_Data for this task_:
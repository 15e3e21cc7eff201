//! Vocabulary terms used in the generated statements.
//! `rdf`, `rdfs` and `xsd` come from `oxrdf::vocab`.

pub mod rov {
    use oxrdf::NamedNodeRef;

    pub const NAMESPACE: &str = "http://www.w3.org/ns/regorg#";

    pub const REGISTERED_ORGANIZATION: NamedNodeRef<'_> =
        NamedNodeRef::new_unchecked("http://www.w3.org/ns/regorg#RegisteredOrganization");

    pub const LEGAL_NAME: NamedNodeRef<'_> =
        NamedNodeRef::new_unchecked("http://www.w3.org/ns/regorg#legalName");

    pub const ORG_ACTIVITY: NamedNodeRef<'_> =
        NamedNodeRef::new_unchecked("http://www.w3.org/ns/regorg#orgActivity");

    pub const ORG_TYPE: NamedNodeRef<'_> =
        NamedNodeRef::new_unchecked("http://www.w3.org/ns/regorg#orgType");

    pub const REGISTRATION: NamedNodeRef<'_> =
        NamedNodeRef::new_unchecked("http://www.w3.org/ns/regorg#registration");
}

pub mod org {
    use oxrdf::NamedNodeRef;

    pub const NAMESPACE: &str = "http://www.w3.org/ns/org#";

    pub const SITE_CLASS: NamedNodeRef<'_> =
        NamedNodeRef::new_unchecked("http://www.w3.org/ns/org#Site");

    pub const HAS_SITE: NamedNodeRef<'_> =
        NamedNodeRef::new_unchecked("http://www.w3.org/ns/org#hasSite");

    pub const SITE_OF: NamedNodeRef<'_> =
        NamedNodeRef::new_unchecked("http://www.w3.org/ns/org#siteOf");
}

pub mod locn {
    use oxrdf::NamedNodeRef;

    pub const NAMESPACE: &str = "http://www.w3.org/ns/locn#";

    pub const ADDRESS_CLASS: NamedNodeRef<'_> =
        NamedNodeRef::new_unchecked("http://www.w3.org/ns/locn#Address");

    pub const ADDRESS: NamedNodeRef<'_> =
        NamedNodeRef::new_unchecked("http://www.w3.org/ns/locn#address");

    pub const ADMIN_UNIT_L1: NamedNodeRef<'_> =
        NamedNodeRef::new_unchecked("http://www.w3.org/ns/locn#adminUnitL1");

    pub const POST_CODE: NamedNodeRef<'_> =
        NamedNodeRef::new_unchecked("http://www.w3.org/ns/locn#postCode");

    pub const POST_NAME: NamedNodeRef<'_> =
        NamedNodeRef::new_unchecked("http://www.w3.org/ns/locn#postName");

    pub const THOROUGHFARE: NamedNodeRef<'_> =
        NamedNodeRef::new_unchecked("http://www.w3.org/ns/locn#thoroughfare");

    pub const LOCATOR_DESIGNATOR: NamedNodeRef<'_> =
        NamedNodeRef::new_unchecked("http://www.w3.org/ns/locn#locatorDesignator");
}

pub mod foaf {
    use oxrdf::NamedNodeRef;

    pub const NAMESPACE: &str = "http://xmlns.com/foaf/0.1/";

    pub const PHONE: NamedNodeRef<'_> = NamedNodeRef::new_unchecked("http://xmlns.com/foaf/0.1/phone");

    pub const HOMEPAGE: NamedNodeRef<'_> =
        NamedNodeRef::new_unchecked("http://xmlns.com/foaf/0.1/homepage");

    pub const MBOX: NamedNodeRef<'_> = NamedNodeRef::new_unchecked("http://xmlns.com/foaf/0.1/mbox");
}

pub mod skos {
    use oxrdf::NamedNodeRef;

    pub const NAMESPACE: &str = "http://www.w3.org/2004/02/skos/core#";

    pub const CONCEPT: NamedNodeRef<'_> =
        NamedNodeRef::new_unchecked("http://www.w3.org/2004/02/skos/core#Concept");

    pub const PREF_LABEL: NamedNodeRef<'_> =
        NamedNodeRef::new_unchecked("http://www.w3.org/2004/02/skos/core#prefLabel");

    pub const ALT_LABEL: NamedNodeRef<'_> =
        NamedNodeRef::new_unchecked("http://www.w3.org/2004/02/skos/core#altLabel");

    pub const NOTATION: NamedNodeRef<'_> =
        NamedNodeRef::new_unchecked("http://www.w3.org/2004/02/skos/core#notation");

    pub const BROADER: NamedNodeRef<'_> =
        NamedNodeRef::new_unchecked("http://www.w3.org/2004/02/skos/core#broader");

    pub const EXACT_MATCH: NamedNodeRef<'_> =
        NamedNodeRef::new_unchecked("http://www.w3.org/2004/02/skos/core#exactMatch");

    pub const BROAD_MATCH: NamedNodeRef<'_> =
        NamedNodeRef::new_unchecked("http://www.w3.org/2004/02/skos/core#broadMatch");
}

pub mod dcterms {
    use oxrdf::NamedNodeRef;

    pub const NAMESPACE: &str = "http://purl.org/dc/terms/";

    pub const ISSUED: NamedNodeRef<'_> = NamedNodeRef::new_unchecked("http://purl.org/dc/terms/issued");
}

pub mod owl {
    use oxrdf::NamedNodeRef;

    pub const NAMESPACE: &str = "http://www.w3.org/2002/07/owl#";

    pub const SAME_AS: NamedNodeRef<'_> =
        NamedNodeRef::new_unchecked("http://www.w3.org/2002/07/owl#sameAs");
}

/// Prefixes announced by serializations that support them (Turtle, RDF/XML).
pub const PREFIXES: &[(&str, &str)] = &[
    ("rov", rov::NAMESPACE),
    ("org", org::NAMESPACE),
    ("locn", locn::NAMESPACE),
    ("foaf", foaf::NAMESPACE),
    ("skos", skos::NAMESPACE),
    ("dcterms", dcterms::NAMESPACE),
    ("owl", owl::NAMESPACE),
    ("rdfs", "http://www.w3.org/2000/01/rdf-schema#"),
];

...

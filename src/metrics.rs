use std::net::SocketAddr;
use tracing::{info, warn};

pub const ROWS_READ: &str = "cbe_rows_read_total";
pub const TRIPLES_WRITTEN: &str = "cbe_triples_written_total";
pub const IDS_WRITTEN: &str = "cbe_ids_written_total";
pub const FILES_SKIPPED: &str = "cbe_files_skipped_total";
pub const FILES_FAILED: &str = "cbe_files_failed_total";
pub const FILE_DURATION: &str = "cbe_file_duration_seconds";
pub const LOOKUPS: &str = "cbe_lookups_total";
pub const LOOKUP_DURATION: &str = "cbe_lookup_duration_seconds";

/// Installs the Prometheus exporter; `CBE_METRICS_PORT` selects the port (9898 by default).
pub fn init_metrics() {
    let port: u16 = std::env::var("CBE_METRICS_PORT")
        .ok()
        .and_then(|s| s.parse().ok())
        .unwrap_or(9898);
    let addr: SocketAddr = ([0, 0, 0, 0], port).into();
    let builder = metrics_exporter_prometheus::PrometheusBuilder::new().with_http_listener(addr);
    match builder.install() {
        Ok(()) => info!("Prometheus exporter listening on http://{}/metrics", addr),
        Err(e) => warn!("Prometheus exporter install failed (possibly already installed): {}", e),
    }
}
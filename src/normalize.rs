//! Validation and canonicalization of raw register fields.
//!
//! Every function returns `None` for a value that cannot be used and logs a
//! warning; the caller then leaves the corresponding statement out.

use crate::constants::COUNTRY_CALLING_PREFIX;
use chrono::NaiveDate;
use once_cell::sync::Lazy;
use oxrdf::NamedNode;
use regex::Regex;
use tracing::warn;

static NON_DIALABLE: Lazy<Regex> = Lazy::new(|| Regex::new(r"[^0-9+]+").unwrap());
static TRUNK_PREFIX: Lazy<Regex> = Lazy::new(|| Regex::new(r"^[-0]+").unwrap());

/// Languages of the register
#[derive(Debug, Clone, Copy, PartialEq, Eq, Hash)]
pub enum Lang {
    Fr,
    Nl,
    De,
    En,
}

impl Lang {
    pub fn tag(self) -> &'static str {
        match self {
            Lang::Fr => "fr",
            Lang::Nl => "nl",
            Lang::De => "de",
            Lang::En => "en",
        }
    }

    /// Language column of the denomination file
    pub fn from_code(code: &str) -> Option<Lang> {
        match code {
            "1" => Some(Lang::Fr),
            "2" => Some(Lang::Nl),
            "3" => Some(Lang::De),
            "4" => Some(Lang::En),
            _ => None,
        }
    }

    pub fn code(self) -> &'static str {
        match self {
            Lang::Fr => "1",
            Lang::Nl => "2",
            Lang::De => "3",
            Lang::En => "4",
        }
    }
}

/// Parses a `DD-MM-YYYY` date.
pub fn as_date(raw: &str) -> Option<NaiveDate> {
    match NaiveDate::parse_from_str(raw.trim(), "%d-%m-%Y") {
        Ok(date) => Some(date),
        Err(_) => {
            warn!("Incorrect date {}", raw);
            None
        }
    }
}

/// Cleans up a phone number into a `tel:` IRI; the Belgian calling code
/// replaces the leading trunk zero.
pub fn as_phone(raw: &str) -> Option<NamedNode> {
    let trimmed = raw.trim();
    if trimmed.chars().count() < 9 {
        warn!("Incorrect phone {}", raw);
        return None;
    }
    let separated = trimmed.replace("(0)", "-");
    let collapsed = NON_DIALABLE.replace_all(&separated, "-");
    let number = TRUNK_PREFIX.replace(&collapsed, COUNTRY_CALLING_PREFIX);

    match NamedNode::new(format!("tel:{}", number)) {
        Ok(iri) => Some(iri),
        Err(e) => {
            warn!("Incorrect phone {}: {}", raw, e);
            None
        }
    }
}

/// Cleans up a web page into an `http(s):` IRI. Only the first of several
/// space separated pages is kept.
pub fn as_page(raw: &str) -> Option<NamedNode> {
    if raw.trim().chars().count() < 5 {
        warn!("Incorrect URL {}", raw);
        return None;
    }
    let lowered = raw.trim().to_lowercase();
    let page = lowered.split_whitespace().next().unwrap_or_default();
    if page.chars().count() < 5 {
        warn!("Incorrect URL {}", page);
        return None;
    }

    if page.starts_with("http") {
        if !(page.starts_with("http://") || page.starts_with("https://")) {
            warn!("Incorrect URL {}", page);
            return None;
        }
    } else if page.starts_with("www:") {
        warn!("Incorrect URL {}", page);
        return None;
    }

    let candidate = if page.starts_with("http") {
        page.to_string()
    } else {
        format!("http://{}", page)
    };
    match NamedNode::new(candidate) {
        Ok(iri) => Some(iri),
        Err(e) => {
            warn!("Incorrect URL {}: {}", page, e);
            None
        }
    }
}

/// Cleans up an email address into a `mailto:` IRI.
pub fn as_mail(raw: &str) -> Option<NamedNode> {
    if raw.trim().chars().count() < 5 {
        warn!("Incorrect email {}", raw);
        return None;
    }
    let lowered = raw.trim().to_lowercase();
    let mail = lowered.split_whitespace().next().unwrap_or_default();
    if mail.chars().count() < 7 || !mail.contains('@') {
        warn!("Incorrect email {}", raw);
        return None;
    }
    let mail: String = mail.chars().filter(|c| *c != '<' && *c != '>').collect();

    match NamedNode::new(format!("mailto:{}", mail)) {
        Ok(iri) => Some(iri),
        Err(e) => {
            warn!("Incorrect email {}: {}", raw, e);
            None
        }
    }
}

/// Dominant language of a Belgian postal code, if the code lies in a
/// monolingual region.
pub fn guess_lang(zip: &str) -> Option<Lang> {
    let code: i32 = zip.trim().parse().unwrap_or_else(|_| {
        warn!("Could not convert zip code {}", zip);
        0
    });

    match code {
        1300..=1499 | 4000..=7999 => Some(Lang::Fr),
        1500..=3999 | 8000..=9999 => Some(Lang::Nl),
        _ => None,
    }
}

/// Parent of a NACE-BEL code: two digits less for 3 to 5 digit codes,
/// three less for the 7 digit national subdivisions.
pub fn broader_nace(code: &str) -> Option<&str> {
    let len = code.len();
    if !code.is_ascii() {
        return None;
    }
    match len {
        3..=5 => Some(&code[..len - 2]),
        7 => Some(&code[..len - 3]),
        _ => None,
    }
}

_Task_: What you give back should be exactly the lines of the data above from the line with "repository 15e3e21cc7eff201" through the line with "pub const THOROUGHFARE: NamedNodeRef<'_>", both of those included, and nothing more.

_Response_:
repository 15e3e21cc7eff201
//! Vocabulary terms used in the generated statements.
//! `rdf`, `rdfs` and `xsd` come from `oxrdf::vocab`.

pub mod rov {
    use oxrdf::NamedNodeRef;

    pub const NAMESPACE: &str = "http://www.w3.org/ns/regorg#";

    pub const REGISTERED_ORGANIZATION: NamedNodeRef<'_> =
        NamedNodeRef::new_unchecked("http://www.w3.org/ns/regorg#RegisteredOrganization");

    pub const LEGAL_NAME: NamedNodeRef<'_> =
        NamedNodeRef::new_unchecked("http://www.w3.org/ns/regorg#legalName");

    pub const ORG_ACTIVITY: NamedNodeRef<'_> =
        NamedNodeRef::new_unchecked("http://www.w3.org/ns/regorg#orgActivity");

    pub const ORG_TYPE: NamedNodeRef<'_> =
        NamedNodeRef::new_unchecked("http://www.w3.org/ns/regorg#orgType");

    pub const REGISTRATION: NamedNodeRef<'_> =
        NamedNodeRef::new_unchecked("http://www.w3.org/ns/regorg#registration");
}

pub mod org {
    use oxrdf::NamedNodeRef;

    pub const NAMESPACE: &str = "http://www.w3.org/ns/org#";

    pub const SITE_CLASS: NamedNodeRef<'_> =
        NamedNodeRef::new_unchecked("http://www.w3.org/ns/org#Site");

    pub const HAS_SITE: NamedNodeRef<'_> =
        NamedNodeRef::new_unchecked("http://www.w3.org/ns/org#hasSite");

    pub const SITE_OF: NamedNodeRef<'_> =
        NamedNodeRef::new_unchecked("http://www.w3.org/ns/org#siteOf");
}

pub mod locn {
    use oxrdf::NamedNodeRef;

    pub const NAMESPACE: &str = "http://www.w3.org/ns/locn#";

    pub const ADDRESS_CLASS: NamedNodeRef<'_> =
        NamedNodeRef::new_unchecked("http://www.w3.org/ns/locn#Address");

    pub const ADDRESS: NamedNodeRef<'_> =
        NamedNodeRef::new_unchecked("http://www.w3.org/ns/locn#address");

    pub const ADMIN_UNIT_L1: NamedNodeRef<'_> =
        NamedNodeRef::new_unchecked("http://www.w3.org/ns/locn#adminUnitL1");

    pub const POST_CODE: NamedNodeRef<'_> =
        NamedNodeRef::new_unchecked("http://www.w3.org/ns/locn#postCode");

    pub const POST_NAME: NamedNodeRef<'_> =
        NamedNodeRef::new_unchecked("http://www.w3.org/ns/locn#postName");

    pub const THOROUGHFARE: NamedNodeRef<'_> =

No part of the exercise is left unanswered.